The sets are great too. After not being able to see the magnificent Marco Polo sets this made up for it. The weird thing is, the set overlooking the Aztec city was clearly a backdrop by it didn't ruin my suspension of disbelief.

This is quite a rare story in that it's densely plotted and dialogue-heavy but you don't need to hear every word to follow the plot. It's one of those stories where I revel in it as the plot unfolds. For some reason I can't bring myself to only vaguely pay attention to it, I *must* hear every word. Also, somehow it seems that historical stories use better guest actors than the sci-fi stories, but it remains to be seen if it's just John Lucarotti's writing bringing the characters to life that's doing all the work.

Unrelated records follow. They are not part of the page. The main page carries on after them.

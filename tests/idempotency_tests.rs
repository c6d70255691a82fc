use erm_service::config::IdempotencySettings;
use erm_service::error::AppError;
use erm_service::idempotency::{
    ExpirationSweeper, IdempotencyError, IdempotencyHandler, IdempotencyHandlerConfig,
    IdempotencyRecord, IdempotentResponse, InMemoryIdempotencyStore, DEFAULT_SWEEP_INTERVAL,
};
use axum::http::StatusCode;
use chrono::{Duration as ChronoDuration, Utc};
use serde_json::{json, Value};
use std::sync::atomic::{AtomicUsize, Ordering};
use std::sync::Arc;
use std::time::Duration;

fn handler() -> IdempotencyHandler<InMemoryIdempotencyStore> {
    IdempotencyHandler::new(InMemoryIdempotencyStore::new(), IdempotencyHandlerConfig::default())
}

#[tokio::test]
async fn test_replay_and_path_conflict_scenario() {
    let handler = handler();
    let executions = AtomicUsize::new(0);

    let first = handler
        .process_idempotent_request("k1", "/users", || async {
            executions.fetch_add(1, Ordering::SeqCst);
            Ok::<_, AppError>(IdempotentResponse::created(json!({"id": 1})))
        })
        .await
        .unwrap();
    assert_eq!(first.body, json!({"id": 1}));
    assert_eq!(first.status, StatusCode::CREATED);

    let replayed = handler
        .process_idempotent_request("k1", "/users", || async {
            executions.fetch_add(1, Ordering::SeqCst);
            Ok::<_, AppError>(IdempotentResponse::created(json!({"id": 2})))
        })
        .await
        .unwrap();
    assert_eq!(replayed, first);

    let conflict = handler
        .process_idempotent_request("k1", "/projects", || async {
            executions.fetch_add(1, Ordering::SeqCst);
            Ok::<_, AppError>(IdempotentResponse::created(json!({"id": 3})))
        })
        .await;
    match conflict {
        Err(IdempotencyError::KeyConflict { key, stored_path, requested_path }) => {
            assert_eq!(key, "k1");
            assert_eq!(stored_path, "/users");
            assert_eq!(requested_path, "/projects");
        }
        other => panic!("expected KeyConflict, got {:?}", other),
    }

    assert_eq!(executions.load(Ordering::SeqCst), 1);
    let snapshot = handler.metrics().snapshot();
    assert_eq!(snapshot.executed_requests, 1);
    assert_eq!(snapshot.replayed_requests, 1);
    assert_eq!(snapshot.key_conflicts, 1);
}

#[tokio::test]
async fn test_sequential_requests_execute_once() {
    let handler = handler();
    let executions = AtomicUsize::new(0);
    let mut responses = Vec::new();

    for attempt in 0..5 {
        let response = handler
            .process_idempotent_request("seq", "/users", || async {
                executions.fetch_add(1, Ordering::SeqCst);
                Ok::<_, AppError>(IdempotentResponse::created(json!({"attempt": attempt})))
            })
            .await
            .unwrap();
        responses.push(response);
    }

    assert_eq!(executions.load(Ordering::SeqCst), 1);
    assert!(responses.iter().all(|r| r.body == json!({"attempt": 0})));
    assert!(responses.iter().all(|r| r.status == StatusCode::CREATED));
}

#[tokio::test(flavor = "multi_thread", worker_threads = 4)]
async fn test_concurrent_requests_execute_once() {
    let handler = Arc::new(handler());
    let executions = Arc::new(AtomicUsize::new(0));

    let mut tasks = Vec::new();
    for _ in 0..16 {
        let handler = Arc::clone(&handler);
        let executions = Arc::clone(&executions);
        tasks.push(tokio::spawn(async move {
            handler
                .process_idempotent_request("concurrent", "/users", move || async move {
                    let n = executions.fetch_add(1, Ordering::SeqCst) + 1;
                    tokio::time::sleep(Duration::from_millis(20)).await;
                    Ok::<_, AppError>(IdempotentResponse::created(json!({"id": n})))
                })
                .await
        }));
    }

    let mut bodies: Vec<Value> = Vec::new();
    for task in tasks {
        bodies.push(task.await.unwrap().unwrap().body);
    }

    assert_eq!(executions.load(Ordering::SeqCst), 1);
    assert!(bodies.iter().all(|b| *b == json!({"id": 1})));
    let snapshot = handler.metrics().snapshot();
    assert_eq!(snapshot.executed_requests, 1);
    assert_eq!(snapshot.replayed_requests, 15);
}

#[tokio::test]
async fn test_different_keys_do_not_block_each_other() {
    let handler = Arc::new(handler());
    let (release_tx, release_rx) = tokio::sync::oneshot::channel::<()>();

    let blocked = {
        let handler = Arc::clone(&handler);
        tokio::spawn(async move {
            handler
                .process_idempotent_request("slow", "/users", || async move {
                    release_rx.await.ok();
                    Ok::<_, AppError>(IdempotentResponse::created(json!("slow")))
                })
                .await
        })
    };
    tokio::task::yield_now().await;

    let fast = tokio::time::timeout(
        Duration::from_secs(1),
        handler.process_idempotent_request("fast", "/users", || async {
            Ok::<_, AppError>(IdempotentResponse::created(json!("fast")))
        }),
    )
    .await
    .expect("independent key was blocked")
    .unwrap();
    assert_eq!(fast.body, json!("fast"));

    release_tx.send(()).unwrap();
    assert_eq!(blocked.await.unwrap().unwrap().body, json!("slow"));
}

#[tokio::test]
async fn test_business_error_is_transparent_and_retry_executes() {
    let store = InMemoryIdempotencyStore::new();
    let handler = IdempotencyHandler::new(store.clone(), IdempotencyHandlerConfig::default());
    let executions = AtomicUsize::new(0);

    let failed = handler
        .process_idempotent_request("retry", "/users", || async {
            executions.fetch_add(1, Ordering::SeqCst);
            Err::<IdempotentResponse<Value>, _>(AppError::DuplicateEmail(
                "Email already exists: test@sky.com".to_string(),
            ))
        })
        .await;
    match failed {
        Err(IdempotencyError::Operation(AppError::DuplicateEmail(msg))) => {
            assert_eq!(msg, "Email already exists: test@sky.com")
        }
        other => panic!("expected business error, got {:?}", other),
    }
    assert!(store.is_empty().await);

    let retried = handler
        .process_idempotent_request("retry", "/users", || async {
            executions.fetch_add(1, Ordering::SeqCst);
            Ok::<_, AppError>(IdempotentResponse::created(json!({"id": 5})))
        })
        .await
        .unwrap();

    assert_eq!(retried.body, json!({"id": 5}));
    assert_eq!(executions.load(Ordering::SeqCst), 2);
}

#[tokio::test]
async fn test_cancelled_operation_leaves_no_record() {
    let store = InMemoryIdempotencyStore::new();
    let handler = IdempotencyHandler::new(store.clone(), IdempotencyHandlerConfig::default());

    let cancelled = tokio::time::timeout(
        Duration::from_millis(20),
        handler.process_idempotent_request("cancel", "/users", || async {
            tokio::time::sleep(Duration::from_secs(5)).await;
            Ok::<_, AppError>(IdempotentResponse::created(json!("late")))
        }),
    )
    .await;
    assert!(cancelled.is_err());
    assert!(store.get("cancel").await.is_none());

    let retried = handler
        .process_idempotent_request("cancel", "/users", || async {
            Ok::<_, AppError>(IdempotentResponse::created(json!("retried")))
        })
        .await
        .unwrap();
    assert_eq!(retried.body, json!("retried"));
}

#[tokio::test]
async fn test_expired_records_are_swept_and_key_is_fresh_again() {
    let store = InMemoryIdempotencyStore::new();
    let stale = IdempotencyRecord::new_at(
        "expired",
        "/users",
        "{\"id\":1}".to_string(),
        201,
        ChronoDuration::hours(24),
        Utc::now() - ChronoDuration::hours(25),
    );
    store.put(stale).await;

    let handler = Arc::new(IdempotencyHandler::new(store.clone(), IdempotencyHandlerConfig::default()));

    // Logically absent before the sweep runs: a different path is not a conflict.
    let fresh = handler
        .process_idempotent_request("expired", "/projects", || async {
            Ok::<_, AppError>(IdempotentResponse::created(json!({"id": 2})))
        })
        .await
        .unwrap();
    assert_eq!(fresh.body, json!({"id": 2}));
    assert_eq!(store.get("expired").await.unwrap().path, "/projects");

    store
        .put(IdempotencyRecord::new_at(
            "expired-2",
            "/users",
            "null".to_string(),
            200,
            ChronoDuration::seconds(1),
            Utc::now() - ChronoDuration::minutes(1),
        ))
        .await;

    let sweeper = ExpirationSweeper::new(Arc::clone(&handler), DEFAULT_SWEEP_INTERVAL);
    assert_eq!(sweeper.run_once().await.unwrap(), 1);
    assert!(store.get("expired-2").await.is_none());
    assert!(store.get("expired").await.is_some());
}

#[tokio::test]
async fn test_transactional_variant_follows_same_protocol() {
    let handler = handler();
    let executions = Arc::new(AtomicUsize::new(0));

    for _ in 0..3 {
        let executions = Arc::clone(&executions);
        let response = handler
            .process_in_transaction("tx-key", "/users/1", move |_tx| {
                Box::pin(async move {
                    executions.fetch_add(1, Ordering::SeqCst);
                    Ok::<_, AppError>(IdempotentResponse::ok(json!({"name": "tarek"})))
                })
            })
            .await
            .unwrap();
        assert_eq!(response.status, StatusCode::OK);
    }

    assert_eq!(executions.load(Ordering::SeqCst), 1);

    let conflict = handler
        .process_in_transaction("tx-key", "/users/2", |_tx| {
            Box::pin(async { Ok::<_, AppError>(IdempotentResponse::ok(json!(null))) })
        })
        .await;
    assert!(conflict.unwrap_err().is_key_conflict());
}

#[tokio::test]
async fn test_shortest_accepted_ttl_still_replays() {
    let settings = IdempotencySettings {
        ttl_hours: 1,
        ..IdempotencySettings::default()
    };
    let handler = IdempotencyHandler::new(InMemoryIdempotencyStore::new(), settings.handler_config().unwrap());
    let executions = AtomicUsize::new(0);

    for _ in 0..2 {
        let response = handler
            .process_idempotent_request("short-ttl", "/users", || async {
                executions.fetch_add(1, Ordering::SeqCst);
                Ok::<_, AppError>(IdempotentResponse::created(json!({"id": 1})))
            })
            .await
            .unwrap();
        assert_eq!(response.body, json!({"id": 1}));
    }
    assert_eq!(executions.load(Ordering::SeqCst), 1);

    let zero_ttl = IdempotencySettings {
        ttl_hours: 0,
        ..IdempotencySettings::default()
    };
    assert!(zero_ttl.handler_config().is_err());
}

#[tokio::test(flavor = "multi_thread", worker_threads = 4)]
async fn test_concurrent_transactional_requests_execute_once() {
    let store = InMemoryIdempotencyStore::new();
    let handler = Arc::new(IdempotencyHandler::new(store.clone(), IdempotencyHandlerConfig::default()));
    let executions = Arc::new(AtomicUsize::new(0));

    let mut tasks = Vec::new();
    for _ in 0..16 {
        let handler = Arc::clone(&handler);
        let executions = Arc::clone(&executions);
        tasks.push(tokio::spawn(async move {
            handler
                .process_in_transaction("tx-concurrent", "/users", move |_tx| {
                    Box::pin(async move {
                        let n = executions.fetch_add(1, Ordering::SeqCst) + 1;
                        tokio::time::sleep(Duration::from_millis(20)).await;
                        Ok::<_, AppError>(IdempotentResponse::created(json!({"id": n})))
                    })
                })
                .await
        }));
    }

    let mut bodies: Vec<Value> = Vec::new();
    for task in tasks {
        bodies.push(task.await.unwrap().unwrap().body);
    }

    assert_eq!(executions.load(Ordering::SeqCst), 1);
    assert!(bodies.iter().all(|b| *b == json!({"id": 1})));
    assert_eq!(store.len().await, 1);
    let snapshot = handler.metrics().snapshot();
    assert_eq!(snapshot.executed_requests, 1);
    assert_eq!(snapshot.replayed_requests, 15);
}

#[tokio::test]
async fn test_response_body_round_trips_through_store() {
    #[derive(Debug, Clone, PartialEq, serde::Serialize, serde::Deserialize)]
    struct Created {
        id: i64,
        email: String,
        projects: Vec<String>,
        note: Option<String>,
    }

    let handler = handler();
    let body = Created {
        id: 42,
        email: "ünïcode@sky.com".to_string(),
        projects: vec!["p-1".to_string(), "p \"quoted\"".to_string()],
        note: None,
    };

    let expected = body.clone();
    handler
        .process_idempotent_request("round-trip", "/users", || async move {
            Ok::<_, AppError>(IdempotentResponse::created(body))
        })
        .await
        .unwrap();

    let replayed = handler
        .process_idempotent_request("round-trip", "/users", || async {
            Err::<IdempotentResponse<Created>, _>(AppError::Validation("must not run".to_string()))
        })
        .await
        .unwrap();

    assert_eq!(replayed.body, expected);
    assert_eq!(replayed.status, StatusCode::CREATED);
}
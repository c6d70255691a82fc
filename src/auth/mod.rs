pub mod middleware;
pub mod password;

pub use middleware::{parse_basic_credentials, require_basic_auth, BasicCredentials};
pub use password::{hash_password, verify_password};
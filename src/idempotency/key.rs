use std::fmt;

use thiserror::Error;

/// Default upper bound on client-supplied key length.
pub const DEFAULT_MAX_KEY_LENGTH: usize = 255;

#[derive(Debug, Clone, PartialEq, Eq, Error)]
pub enum InvalidIdempotencyKey {
    #[error("idempotency key must not be empty")]
    Empty,

    #[error("idempotency key must be at most {max} characters, got {actual}")]
    TooLong { max: usize, actual: usize },
}

/// A validated, client-supplied idempotency key.
#[derive(Debug, Clone, PartialEq, Eq, Hash)]
pub struct IdempotencyKey(String);

impl IdempotencyKey {
    pub fn parse(raw: &str, max_length: usize) -> Result<Self, InvalidIdempotencyKey> {
        let trimmed = raw.trim();
        if trimmed.is_empty() {
            return Err(InvalidIdempotencyKey::Empty);
        }

        let length = trimmed.chars().count();
        if length > max_length {
            return Err(InvalidIdempotencyKey::TooLong {
                max: max_length,
                actual: length,
            });
        }

        Ok(Self(trimmed.to_string()))
    }

    pub fn as_str(&self) -> &str {
        &self.0
    }
}

impl AsRef<str> for IdempotencyKey {
    fn as_ref(&self) -> &str {
        &self.0
    }
}

impl fmt::Display for IdempotencyKey {
    fn fmt(&self, f: &mut fmt::Formatter<'_>) -> fmt::Result {
        f.write_str(&self.0)
    }
}

impl TryFrom<&str> for IdempotencyKey {
    type Error = InvalidIdempotencyKey;

    fn try_from(raw: &str) -> Result<Self, Self::Error> {
        Self::parse(raw, DEFAULT_MAX_KEY_LENGTH)
    }
}
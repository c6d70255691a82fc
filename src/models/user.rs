use serde::{Deserialize, Serialize};
use sqlx::FromRow;

use super::project::ExternalProject;

/// A registered user. `password` holds the salted hash, never the secret.
#[derive(Debug, Clone, PartialEq, Eq, Serialize, Deserialize, FromRow)]
pub struct User {
    pub id: i64,
    pub email: String,
    #[serde(skip_serializing)]
    pub password: String,
    pub name: String,
}

/// Values for a user insert.
#[derive(Debug, Clone)]
pub struct NewUser {
    pub email: String,
    pub password_hash: String,
    pub name: String,
}

/// Partial update; `None` fields keep their current value.
#[derive(Debug, Clone, Default)]
pub struct UserChanges {
    pub email: Option<String>,
    pub password_hash: Option<String>,
    pub name: Option<String>,
}

/// A user together with the external projects attached to it.
#[derive(Debug, Clone, PartialEq, Eq)]
pub struct UserWithProjects {
    pub user: User,
    pub projects: Vec<ExternalProject>,
}

/// Identity established by basic authentication.
#[derive(Debug, Clone, PartialEq, Eq)]
pub struct AuthenticatedUser {
    pub id: i64,
    pub name: String,
}

impl From<&User> for AuthenticatedUser {
    fn from(user: &User) -> Self {
        Self {
            id: user.id,
            name: user.name.clone(),
        }
    }
}
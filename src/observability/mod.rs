pub mod health;
pub mod logging;
pub mod metrics;

pub use health::{AggregatedHealth, DependencyHealth, HealthChecker, HealthStatus};
pub use logging::{init_logging, mask_email, mask_sensitive, LogConfig, LogFormat};
pub use metrics::{get_metrics, init_metrics, LatencyTimer, Metrics, METRICS};
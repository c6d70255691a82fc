pub mod user_service;

pub use user_service::{AddProject, CreateUser, UpdateUser, UserService};
use thiserror::Error;

/// Failure raised by an idempotency storage backend.
#[derive(Debug, Error)]
pub enum StoreError {
    #[error("database error: {0}")]
    Database(#[from] sqlx::Error),

    #[error("store unavailable: {0}")]
    Unavailable(String),

    #[error("inconsistent store state: {0}")]
    Inconsistent(String),
}

/// Failure converting a response body to or from its stored text form.
#[derive(Debug, Error)]
pub enum CodecError {
    #[error("failed to encode response body: {0}")]
    Encode(#[source] serde_json::Error),

    #[error("failed to decode stored response body: {0}")]
    Decode(#[source] serde_json::Error),
}

/// Cause of a failure inside the caching layer itself.
#[derive(Debug, Error)]
pub enum CacheFailure {
    #[error(transparent)]
    Codec(#[from] CodecError),

    #[error(transparent)]
    Store(#[from] StoreError),

    #[error("stored status code {0} is not a valid HTTP status")]
    InvalidStatus(i32),
}

/// Error returned by idempotent request processing.
///
/// `E` is the business error type of the wrapped operation. It passes through
/// untouched in [`IdempotencyError::Operation`].
#[derive(Debug, Error)]
pub enum IdempotencyError<E> {
    #[error("idempotency key '{key}' is bound to '{stored_path}', cannot be used for '{requested_path}'")]
    KeyConflict {
        key: String,
        stored_path: String,
        requested_path: String,
    },

    #[error("error processing idempotent request: {0}")]
    CacheOperationFailed(#[source] CacheFailure),

    #[error("{0}")]
    Operation(E),
}

impl<E> From<CacheFailure> for IdempotencyError<E> {
    fn from(failure: CacheFailure) -> Self {
        IdempotencyError::CacheOperationFailed(failure)
    }
}

impl<E> IdempotencyError<E> {
    pub fn is_key_conflict(&self) -> bool {
        matches!(self, IdempotencyError::KeyConflict { .. })
    }

    /// Returns the business error, if this is one.
    pub fn into_operation_error(self) -> Option<E> {
        match self {
            IdempotencyError::Operation(e) => Some(e),
            _ => None,
        }
    }
}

When the TARDISeers get back to the tomb at the end, it's such a relief. Two of the stories' best moments come right at the end - the Doctor's conversation with Barbara, with her realising she was wrong, and the Doctor deciding to take Cameca's medallion with him after briefly deciding to leave it in the tomb.

Horror quotient - The show's penchant for horror was never a major factor in the historical stories. The Episode 3 cliffhanger with Ian trapped in the tunnel is the closest thing in this story.
Comedy quotient - "I made some cocoa and got engaged" The Doctor is funny in this story, but Hartnell doesn't lose his gravitas. Ian restraining Ixta with his thumb, and everybody's reactions, was also funny.
Drama quotient - The Doctor's discussions with Barbara about not changing history, not one line. Barbara's interactions with Tlo'toxl. The knowledge that if the travellers slip up they will all die - forget invasions of Earth, you really feel like they're in danger because the Aztecs are vicious and the TARDISeers have no allies.

My most-watched surviving Hartnell story. Engaging throughout with fantastic characterisation. A classic.